* [Problem] Begin with the line that holds "FROM municipalities m". Write out every line from there to the end of the listing below, word for word.

--------------------

fn check_election_type(election_type: &str) -> Result<(), Response> {
    if ELECTION_TYPES.contains(&election_type) {
        Ok(())
    } else {
        Err(error_response(
            StatusCode::BAD_REQUEST,
            format!(
                "Unknown election_type '{}'. Expected one of: {}",
                election_type,
                ELECTION_TYPES.join(", ")
            ),
        ))
    }
}

/// Relative change from `a` to `b` in percent; `None` unless `a` is positive
fn pct_change(a: i64, b: i64) -> Option<f64> {
    (a > 0).then(|| percentage(b - a, a))
}

/// Most recent year strictly before `year` (years sorted descending)
fn previous_election(available_years: &[i32], year: i32) -> Option<i32> {
    available_years.iter().copied().find(|&y| y < year)
}

// ============================================================================
// Handlers
// ============================================================================

async fn health_handler() -> Json<HealthResponse> {
    Json(HealthResponse {
        ok: true,
        version: env!("CARGO_PKG_VERSION"),
    })
}

async fn municipalities_handler(
    State(state): State<Arc<AppState>>,
    Query(params): Query<MunicipalitiesQuery>,
) -> Response {
    let limit = params.limit.unwrap_or(100).min(1000);
    // Matches against the canonical (upper-case, accent-free) name as well
    let pattern = params.query.map(|q| format!("%{}%", q.trim().to_lowercase()));

    let rows: Result<Vec<MunicipalityResponse>, _> = sqlx::query_as(
        r#"
        SELECT m.id, m.name, m.display_name, m.state,
               e.nominal_list, e.registered_voters, e.sections
        FROM municipalities m
        LEFT JOIN electorate e ON e.municipality_id = m.id
        WHERE ($1::text IS NULL OR LOWER(m.display_name) LIKE $1 OR LOWER(m.name) LIKE $1)
          AND ($2::text IS NULL OR m.state = $2)
        ORDER BY m.name
        LIMIT $3
        "#,
    )
    .bind(pattern)
    .bind(params.state)
    .bind(limit)
    .fetch_all(&state.pool)
    .await;

    match rows {
        Ok(m) => Json(serde_json::json!({ "municipalities": m })).into_response(),
        Err(e) => db_error(e),
    }
}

--------------------

* [Solution for this exercise]
        FROM municipalities m
        LEFT JOIN electorate e ON e.municipality_id = m.id
        WHERE ($1::text IS NULL OR LOWER(m.display_name) LIKE $1 OR LOWER(m.name) LIKE $1)
          AND ($2::text IS NULL OR m.state = $2)
        ORDER BY m.name
        LIMIT $3
        "#,
    )
    .bind(pattern)
    .bind(params.state)
    .bind(limit)
    .fetch_all(&state.pool)
    .await;

    match rows {
        Ok(m) => Json(serde_json::json!({ "municipalities": m })).into_response(),
        Err(e) => db_error(e),
    }
}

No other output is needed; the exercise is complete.